That iconic siren when the camera zooms into Uma Thurman’s rage-filled eyes? Sampled from the Shaw Brothers film Five Fingers of Death aka King Boxer (1972), which I saw for the first time this week on MUBI. The Chinese title 天下第一拳 translates to “The Greatest Fist Under Heaven” — not “in the world” but “under heaven,” which is somehow more evocative and poetic.
A bunch of these old Shaw Brothers wuxia flicks are leaving MUBI in the next few days so I’ll be on a little martial arts marathon in the coming week.
And since we were talking about cultural appropriation last week (I’m cool with it), you know who else loves sampling kung-fu movies and helped Tarantino put the sound of Kill Bill together? That’s right, the RZA aka the Abbott, who resurfaced this week with the release of Japanese rapper Awich’s new album Okinawan Wuman, which he produced.
Apart from a little cringey self-caricaturing from Awich — the usual “we say arigato” shit, not unlike Utada Hikaru singing “You’re easy breezy and I’m Japanesey” back in 2005 — it’s a solid album on first listen. Maybe I’m being too critical about someone trying to break into another market by dumbing down their own culture, but she’s already got the RZA in her corner. She doesn’t need to prove anything. Feel free to switch up languages and drop the most obscure Okinawan slang! ROSALÍA’s success has proven that you can trust listeners to find their way to you.
Awich’s promotional video has a Japanese hip-hop expert explain, by way of establishing how monumental it is that RZA has produced this Japanese lady’s album, that the two most important acts in history were the Wu-Tang Clan and De La Soul. What good fortune for us, then, that this week saw the latter’s first new album in 9 years, Cabin In The Sky! We eating good, mi familia.
The knives are falling at my feet and I’m supposed to catch them by the handles. I don’t succeed. This is a free “immersive Predator experience” at a Bangkok cinema complete with atmospheric sets, film props, and physical challenges to prove you’re predator not prey. I fail the blade catch but nail the laser rifle and poison plant maze. The whole setup probably cost more than most Singaporean theaters make in a week, which is why we’ll never see anything like it back home. Small markets can’t justify this kind of spectacle when nobody goes to movies anymore.

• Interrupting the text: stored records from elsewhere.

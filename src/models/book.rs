//! Book model and related types

use indexmap::IndexMap;
use serde::{Deserialize, Serialize};
use utoipa::ToSchema;

/// A catalog entry, keyed by ISBN in the catalog store
#[derive(Debug, Clone, PartialEq, Eq, Serialize, Deserialize, ToSchema)]
pub struct Book {
    /// ISBN (catalog key). May be omitted in seed files, where the map key is used.
    #[serde(default)]
    pub isbn: String,
    pub title: String,
    pub author: String,
    /// Reader reviews, in the order they were left
    #[serde(default)]
    pub reviews: Vec<String>,
}

impl Book {
    pub fn new(isbn: impl Into<String>, title: impl Into<String>, author: impl Into<String>) -> Self {
        Self {
            isbn: isbn.into(),
            title: title.into(),
            author: author.into(),
            reviews: Vec::new(),
        }
    }

    pub fn with_reviews<I, S>(mut self, reviews: I) -> Self
    where
        I: IntoIterator<Item = S>,
        S: Into<String>,
    {
        self.reviews = reviews.into_iter().map(Into::into).collect();
        self
    }
}

/// Whole catalog as served by `GET /`: ISBN to book, in store order
pub type Catalog = IndexMap<String, Book>;
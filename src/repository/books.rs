//! Catalog store: ISBN-keyed books held in memory

use std::{fs, path::Path, sync::RwLock};

use crate::{
    error::{AppError, AppResult},
    models::book::{Book, Catalog},
};

/// Catalog compiled into the binary, used when no seed file is configured
const BUILTIN_SEED: &str = include_str!("../../data/books.json");

/// Read-mostly book store. Iteration order is seed insertion order.
#[derive(Debug, Default)]
pub struct CatalogStore {
    books: RwLock<Catalog>,
}

impl CatalogStore {
    pub fn new(books: Catalog) -> Self {
        Self {
            books: RwLock::new(books),
        }
    }

    /// Build a store from books, keyed by their own ISBN
    pub fn from_books(books: impl IntoIterator<Item = Book>) -> Self {
        Self::new(books.into_iter().map(|b| (b.isbn.clone(), b)).collect())
    }

    /// Load the catalog from `path`, or the built-in seed when `None`
    pub fn load(path: Option<&Path>) -> AppResult<Self> {
        match path {
            Some(path) => {
                let raw = fs::read_to_string(path).map_err(|e| {
                    AppError::CatalogLoad(format!("cannot read {}: {}", path.display(), e))
                })?;
                Self::from_seed_json(&raw)
            }
            None => Self::from_seed_json(BUILTIN_SEED),
        }
    }

    /// Parse a JSON object keyed by ISBN. A missing `isbn` field is taken from
    /// the key; a present one must match it.
    pub fn from_seed_json(raw: &str) -> AppResult<Self> {
        let mut books: Catalog = serde_json::from_str(raw)
            .map_err(|e| AppError::CatalogLoad(format!("invalid catalog JSON: {}", e)))?;

        for (key, book) in books.iter_mut() {
            if book.isbn.is_empty() {
                book.isbn = key.clone();
            } else if &book.isbn != key {
                return Err(AppError::CatalogLoad(format!(
                    "entry {} declares mismatched ISBN {}",
                    key, book.isbn
                )));
            }
        }

        Ok(Self::new(books))
    }

    /// Snapshot of the whole catalog
    pub fn all(&self) -> AppResult<Catalog> {
        Ok(self.read()?.clone())
    }

    /// All books in store order
    pub fn books(&self) -> AppResult<Vec<Book>> {
        Ok(self.read()?.values().cloned().collect())
    }

    pub fn get(&self, isbn: &str) -> AppResult<Option<Book>> {
        Ok(self.read()?.get(isbn).cloned())
    }

    pub fn len(&self) -> AppResult<usize> {
        Ok(self.read()?.len())
    }

    pub fn is_empty(&self) -> AppResult<bool> {
        Ok(self.read()?.is_empty())
    }

    /// Leave the lock poisoned, as a writer panicking mid-update would
    #[cfg(test)]
    pub(crate) fn poison(&self) {
        let _ = std::thread::scope(|scope| {
            scope
                .spawn(|| {
                    let _guard = self.books.write();
                    panic!("catalog writer panicked");
                })
                .join()
        });
    }

    fn read(&self) -> AppResult<std::sync::RwLockReadGuard<'_, Catalog>> {
        self.books
            .read()
            .map_err(|_| AppError::Internal("catalog lock poisoned".to_string()))
    }
}

#[cfg(test)]
mod tests {
    use super::*;

    #[test]
    fn test_builtin_seed_loads_ten_books_in_order() {
        let store = CatalogStore::load(None).unwrap();
        let books = store.books().unwrap();

        assert_eq!(books.len(), 10);
        assert_eq!(books[0].isbn, "1");
        assert_eq!(books[0].title, "Things Fall Apart");
        assert_eq!(books[9].isbn, "10");
        assert!(books.iter().all(|b| b.reviews.is_empty()));
    }

    #[test]
    fn test_seed_fills_isbn_from_key() {
        let store = CatalogStore::from_seed_json(
            r#"{"001": {"title": "A", "author": "Bob", "reviews": ["good"]}}"#,
        )
        .unwrap();

        let book = store.get("001").unwrap().unwrap();
        assert_eq!(book, Book::new("001", "A", "Bob").with_reviews(["good"]));
    }

    #[test]
    fn test_seed_rejects_mismatched_isbn() {
        let err = CatalogStore::from_seed_json(r#"{"1": {"isbn": "2", "title": "A", "author": "B"}}"#)
            .unwrap_err();
        assert!(matches!(err, AppError::CatalogLoad(_)));
    }

    #[test]
    fn test_seed_rejects_malformed_json() {
        assert!(matches!(
            CatalogStore::from_seed_json("[1, 2"),
            Err(AppError::CatalogLoad(_))
        ));
    }

    #[test]
    fn test_load_missing_file_fails() {
        let result = CatalogStore::load(Some(Path::new("/nonexistent/books.json")));
        assert!(matches!(result, Err(AppError::CatalogLoad(_))));
    }

    #[test]
    fn test_get_absent_isbn() {
        let store = CatalogStore::from_books([Book::new("1", "A", "B")]);
        assert!(store.get("2").unwrap().is_none());
        assert_eq!(store.len().unwrap(), 1);
    }

    #[test]
    fn test_poisoned_lock_is_internal_error() {
        let store = CatalogStore::from_books([Book::new("1", "A", "B")]);
        store.poison();

        assert!(matches!(store.books(), Err(AppError::Internal(_))));
    }
}
//! Repository layer: the in-memory stores behind the API

pub mod books;
pub mod users;

use std::sync::Arc;

pub use books::CatalogStore;
pub use users::UserRegistry;

/// Main repository struct holding both stores
#[derive(Clone)]
pub struct Repository {
    pub books: Arc<CatalogStore>,
    pub users: Arc<UserRegistry>,
}

impl Repository {
    /// Create a repository over the given catalog and an empty user registry
    pub fn new(catalog: CatalogStore) -> Self {
        Self {
            books: Arc::new(catalog),
            users: Arc::new(UserRegistry::new()),
        }
    }
}
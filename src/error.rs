//! Error types for the bookstore server

use axum::{
    http::StatusCode,
    response::{IntoResponse, Response},
    Json,
};
use serde::Serialize;
use thiserror::Error;

/// Message returned when registration fields are missing or empty
pub const MISSING_CREDENTIALS: &str = "Must provide username and password";

/// Main application error type
#[derive(Error, Debug)]
pub enum AppError {
    #[error("{0}")]
    Validation(String),

    #[error("ISBN {key} not found")]
    NotFound { key: String },

    #[error("User {username} already registered")]
    AlreadyRegistered { username: String },

    #[error("Internal server error: {0}")]
    Internal(String),

    #[error("Catalog load error: {0}")]
    CatalogLoad(String),
}

impl AppError {
    pub fn not_found(key: impl Into<String>) -> Self {
        AppError::NotFound { key: key.into() }
    }

    pub fn missing_credentials() -> Self {
        AppError::Validation(MISSING_CREDENTIALS.to_string())
    }

    /// HTTP status the error maps to
    pub fn status_code(&self) -> StatusCode {
        match self {
            AppError::Validation(_) => StatusCode::BAD_REQUEST,
            // Duplicate registration is reported as a bad request, not a conflict
            AppError::AlreadyRegistered { .. } => StatusCode::BAD_REQUEST,
            AppError::NotFound { .. } => StatusCode::NOT_FOUND,
            AppError::Internal(_) | AppError::CatalogLoad(_) => StatusCode::INTERNAL_SERVER_ERROR,
        }
    }
}

/// Message body shared by errors and plain acknowledgements
#[derive(Debug, Serialize, utoipa::ToSchema)]
pub struct MessageResponse {
    pub message: String,
}

impl MessageResponse {
    pub fn new(message: impl Into<String>) -> Self {
        Self {
            message: message.into(),
        }
    }
}

impl IntoResponse for AppError {
    fn into_response(self) -> Response {
        let status = self.status_code();
        let message = match &self {
            AppError::Internal(_) | AppError::CatalogLoad(_) => {
                tracing::error!("{}", self);
                "Internal Server Error".to_string()
            }
            _ => self.to_string(),
        };

        (status, Json(MessageResponse { message })).into_response()
    }
}

/// Result type alias for application operations
pub type AppResult<T> = Result<T, AppError>;

#[cfg(test)]
mod tests {
    use super::*;

    #[test]
    fn test_not_found_message_carries_key() {
        let err = AppError::not_found("999");
        assert_eq!(err.to_string(), "ISBN 999 not found");
        assert_eq!(err.status_code(), StatusCode::NOT_FOUND);
    }

    #[test]
    fn test_duplicate_registration_is_bad_request() {
        let err = AppError::AlreadyRegistered {
            username: "alice".to_string(),
        };
        assert_eq!(err.to_string(), "User alice already registered");
        assert_eq!(err.status_code(), StatusCode::BAD_REQUEST);
    }

    #[tokio::test]
    async fn test_internal_hides_detail() {
        let response = AppError::Internal("lock poisoned".to_string()).into_response();
        assert_eq!(response.status(), StatusCode::INTERNAL_SERVER_ERROR);

        let bytes = axum::body::to_bytes(response.into_body(), usize::MAX)
            .await
            .unwrap();
        let body: serde_json::Value = serde_json::from_slice(&bytes).unwrap();
        assert_eq!(body, serde_json::json!({"message": "Internal Server Error"}));
        assert!(!String::from_utf8_lossy(&bytes).contains("lock poisoned"));
    }
}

The market size thing keeps coming up. Sushiro here is cheaper with bigger portions — the mackerel and tuna noticeably better than Singapore’s. But a local friend sent me to Katsu Midori instead, which claims to be Japan’s “number-one” conveyor belt sushi brand. The quality and generosity made me understand why Singaporeans fantasize about moving to Thailand. It’s not only the cost arbitrage; it’s having enough customers to support real competition and excellence at every tier.
I saw Predator: Badlands before the knife-catching humiliation. It’s not like any other Predator film — a young Yautja (Predator) is the protagonist, Elle Fanning tags along being delightful, and if you’ve been watching Alien: Earth you’ll catch a Weyland-Yutani reference. It’s almost too much fun for this franchise but I had a good time.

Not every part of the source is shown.